#### THE TASK
Reproduce the following entries verbatim, each one complete.

Data extracted from a collection
..............................
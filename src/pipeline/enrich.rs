//! Enrich stage: team ratings, referee assignments, and lineup news.
//!
//! Everything here is advisory. A missing ratings map means the affected
//! sport produces no model-derived candidates later; it never aborts the
//! run.

use anyhow::Result;
use tracing::info;

use super::{Pipeline, RunContext};

impl Pipeline {
    pub(super) async fn enrich(&self, ctx: &mut RunContext) -> Result<()> {
        let sports = ctx.sports.clone();
        for sport in &sports {
            // Soccer ratings live inside the soccer predictor.
            if sport.starts_with("soccer_") {
                continue;
            }
            match self.ratings.fetch_ratings(sport).await {
                Ok(ratings) => {
                    info!("📈 {} ratings for {}", ratings.len(), sport);
                    ctx.ratings.insert(sport.clone(), ratings);
                }
                Err(e) => {
                    ctx.note_failure("enrich", &e.context(format!("ratings for {}", sport)));
                }
            }

            match self.referees.fetch_assignments(sport).await {
                Ok(assignments) => ctx.referees.extend(assignments),
                Err(e) => {
                    ctx.note_failure("enrich", &e.context(format!("referees for {}", sport)));
                }
            }

            match self.schedule.fetch_last_played(sport).await {
                Ok(last_played) => ctx.last_played.extend(last_played),
                Err(e) => {
                    ctx.note_failure("enrich", &e.context(format!("schedule for {}", sport)));
                }
            }
        }

        match self.news.fetch_impacts().await {
            Ok(impacts) => ctx.news_impact = impacts,
            Err(e) => ctx.note_failure("enrich", &e.context("news impacts")),
        }
        Ok(())
    }
}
..............................
#### RESPONSE AREA
filename src/pipeline/enrich.rs
//! Enrich stage: team ratings, referee assignments, and lineup news.
//!
//! Everything here is advisory. A missing ratings map means the affected
//! sport produces no model-derived candidates later; it never aborts the
//! run.

use anyhow::Result;
use tracing::info;

use super::{Pipeline, RunContext};

impl Pipeline {
    pub(super) async fn enrich(&self, ctx: &mut RunContext) -> Result<()> {
        let sports = ctx.sports.clone();
        for sport in &sports {
            // Soccer ratings live inside the soccer predictor.
            if sport.starts_with("soccer_") {
                continue;
            }
            match self.ratings.fetch_ratings(sport).await {
                Ok(ratings) => {
                    info!("📈 {} ratings for {}", ratings.len(), sport);
                    ctx.ratings.insert(sport.clone(), ratings);
                }
                Err(e) => {
                    ctx.note_failure("enrich", &e.context(format!("ratings for {}", sport)));
                }
            }

            match self.referees.fetch_assignments(sport).await {
                Ok(assignments) => ctx.referees.extend(assignments),
                Err(e) => {
                    ctx.note_failure("enrich", &e.context(format!("referees for {}", sport)));
                }
            }

            match self.schedule.fetch_last_played(sport).await {
                Ok(last_played) => ctx.last_played.extend(last_played),
                Err(e) => {
                    ctx.note_failure("enrich", &e.context(format!("schedule for {}", sport)));
                }
            }
        }

        match self.news.fetch_impacts().await {
            Ok(impacts) => ctx.news_impact = impacts,
            Err(e) => ctx.note_failure("enrich", &e.context("news impacts")),
        }
        Ok(())
    }
}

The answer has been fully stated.